Looking back, Loewen believes that European securitisations were wrongly penalised in the wake of the financial crisis. In his opinion, the „subprime“ issue was exclusively an American one. The default rates of residential property securitisations were between 3% and 15% in the USA, and less than 1% in Europe. Nevertheless, EU regulation consciously overdid the documentation, data disclosure and transparency requirements, as well as capital backing. „The wish is for EU legislators is to stop over-regulating securitisations compared to other financial instruments!“ he says.

He is hopeful that there is, for the first time, a broad consensus between politicians, the government and the finance industry in Germany.
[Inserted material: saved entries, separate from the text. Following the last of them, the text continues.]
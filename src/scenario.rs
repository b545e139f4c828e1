//! Headless scenario scripts.
//!
//! A scenario is a JSON file describing the cage, the birds, the opposing
//! team's holders, and a list of actions keyed by tick number. The binary
//! uses it to drive a level without input or rendering.
//!
//! # Format
//!
//! ```json
//! {
//!   "cage": { "x": 0, "y": 0, "width": 40, "height": 40 },
//!   "birds": [ { "name": "robin", "x": 100, "y": 0, "size": 4 } ],
//!   "holders": [ { "name": "hunter", "x": 100, "y": 0 } ],
//!   "actions": [
//!     { "tick": 1, "action": "pickup", "holder": "hunter", "target": "robin" },
//!     { "tick": 2, "action": "move", "target": "hunter", "x": 10, "y": 10 },
//!     { "tick": 3, "action": "drop", "holder": "hunter" },
//!     { "tick": 9, "action": "despawn", "target": "robin" }
//!   ]
//! }
//! ```

use std::path::Path;

use bevy_ecs::prelude::*;
use log::{debug, warn};
use rustc_hash::FxHashMap;
use serde::Deserialize;

use crate::components::mapposition::MapPosition;
use crate::game::{spawn_bird, spawn_cage, spawn_holder, trigger_drop, trigger_pickup};

#[derive(Debug, Clone, Deserialize)]
pub struct CageSpec {
    pub x: f32,
    pub y: f32,
    pub width: f32,
    pub height: f32,
}

#[derive(Debug, Clone, Deserialize)]
pub struct BirdSpec {
    pub name: String,
    pub x: f32,
    pub y: f32,
    #[serde(default = "default_bird_size")]
    pub size: f32,
}

fn default_bird_size() -> f32 {
    4.0
}

#[derive(Debug, Clone, Deserialize)]
pub struct HolderSpec {
    pub name: String,
    pub x: f32,
    pub y: f32,
}

#[derive(Debug, Clone, PartialEq, Deserialize)]
#[serde(tag = "action", rename_all = "snake_case")]
pub enum Action {
    Move { target: String, x: f32, y: f32 },
    Pickup { holder: String, target: String },
    Drop { holder: String },
    Despawn { target: String },
}

#[derive(Debug, Clone, Deserialize)]
pub struct ScriptedAction {
    pub tick: u64,
    #[serde(flatten)]
    pub action: Action,
}

#[derive(Debug, Clone, Deserialize)]
pub struct Scenario {
    pub cage: CageSpec,
    pub birds: Vec<BirdSpec>,
    #[serde(default)]
    pub holders: Vec<HolderSpec>,
    #[serde(default)]
    pub actions: Vec<ScriptedAction>,
}

/// Entities spawned for a scenario, by name.
#[derive(Debug, Clone)]
pub struct ScenarioEntities {
    pub cage: Entity,
    pub named: FxHashMap<String, Entity>,
}

impl ScenarioEntities {
    pub fn get(&self, name: &str) -> Option<Entity> {
        self.named.get(name).copied()
    }
}

impl Scenario {
    pub fn from_json(json: &str) -> Result<Self, String> {
        serde_json::from_str(json).map_err(|e| format!("Failed to parse scenario: {}", e))
    }

    pub fn load_from_file(path: impl AsRef<Path>) -> Result<Self, String> {
        let path = path.as_ref();
        let json = std::fs::read_to_string(path)
            .map_err(|e| format!("Failed to read scenario {:?}: {}", path, e))?;
        Self::from_json(&json)
    }

    /// Last tick that has a scripted action, if any.
    pub fn last_tick(&self) -> Option<u64> {
        self.actions.iter().map(|a| a.tick).max()
    }

    /// Spawn the cage, birds and holders into `world`.
    pub fn spawn(&self, world: &mut World) -> ScenarioEntities {
        let cage = spawn_cage(
            world,
            self.cage.x,
            self.cage.y,
            self.cage.width,
            self.cage.height,
        );
        let mut named = FxHashMap::default();
        for bird in &self.birds {
            let entity = spawn_bird(world, bird.x, bird.y, bird.size);
            if named.insert(bird.name.clone(), entity).is_some() {
                warn!("Duplicate scenario name '{}', last one wins", bird.name);
            }
        }
        for holder in &self.holders {
            let entity = spawn_holder(world, holder.x, holder.y);
            if named.insert(holder.name.clone(), entity).is_some() {
                warn!("Duplicate scenario name '{}', last one wins", holder.name);
            }
        }
        ScenarioEntities { cage, named }
    }

    /// Run every action scripted for `tick`, in file order.
    pub fn apply(&self, world: &mut World, tick: u64, entities: &ScenarioEntities) {
        for scripted in self.actions.iter().filter(|a| a.tick == tick) {
            debug!("Tick {}: {:?}", tick, scripted.action);
            apply_action(world, &scripted.action, entities);
        }
    }
}

fn resolve(entities: &ScenarioEntities, name: &str) -> Option<Entity> {
    let entity = entities.get(name);
    if entity.is_none() {
        warn!("Scenario action refers to unknown name '{}'", name);
    }
    entity
}

fn apply_action(world: &mut World, action: &Action, entities: &ScenarioEntities) {
    match action {
        Action::Move { target, x, y } => {
            let Some(entity) = resolve(entities, target) else {
                return;
            };
            if let Some(mut pos) = world.get_mut::<MapPosition>(entity) {
                pos.x = *x;
                pos.y = *y;
            } else {
                debug!("Move of '{}' skipped: entity has no position", target);
            }
        }
        Action::Pickup { holder, target } => {
            if let (Some(holder), Some(target)) =
                (resolve(entities, holder), resolve(entities, target))
            {
                trigger_pickup(world, holder, target);
            }
        }
        Action::Drop { holder } => {
            if let Some(holder) = resolve(entities, holder) {
                trigger_drop(world, holder);
            }
        }
        Action::Despawn { target } => {
            let Some(entity) = resolve(entities, target) else {
                return;
            };
            match world.get_entity_mut(entity) {
                Ok(entity_mut) => entity_mut.despawn(),
                Err(_) => debug!("Despawn of '{}' skipped: already gone", target),
            }
        }
    }
}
However, he notes that there are still some reservations in Germany not only about securitisation, but also about the capital markets as such.

In concrete terms, Loewen points to the following considerations: The capital set aside for securitisation investments was deliberately designed in such a way that the sum of the capital backing for the individual tranches is more than what banks would need for the loan portfolio on a bank balance sheet – even though they are the same loans. Behind this is the concern that investors probably don't know precisely what the loan portfolio consists of. „However, this assumption cannot be empirically proven,“ says Loewen. The low default history in Europe even refutes it. Against this background, capital requirements should be based on risk content in future.

Large effort for due diligence

As far as due diligence obligations are concerned, Loewen points out that Simple, Transparent and Standardised (STS) securitisations – whether true sale or synthetic – are verified by two institutions that have been approved by the supervisory authorities, namely SVI and PCS. Investors nevertheless have to show that they have undertaken a very complex due diligence process even for these verified products. This unnecessarily reduces the number of potential investors.

„We now have solid empirical data on which of the required data was actually requested by supervisory authorities or investors,“ Loewen explains. In the case of information that has to be compiled in accordance with regulatory requirements but which no-one uses afterwards, the question arises as to whether this makes sense: Nobody needs this data.

Platforms are one way for smaller institutions to make effective use of securitisation. „If platforms were created for the bundling of loans and securitisations of smaller savings banks and Volksbanks, we could imagine acting as an anchor investor in the initial phase to build confidence,“ said the KfW Executive Board member. Provided, of course, that such a platform had, along with the quality of the loans, a minimum issuance volume. The idea behind this is to send a signal to the market that KfW is prepared to invest in these issues.

KfW has always been a supporter of the securitisation markets. It is no coincidence that KfW has successfully operated the „Promise“ and „Provide“ securitisation platforms. And it remains convinced by securitisation instruments.“ „Of our total portfolio of around 35 billion euros, we invest a relatively stable 20% in securitisation structures, because we value the asset class from a risk/return perspective,“ Loewen says.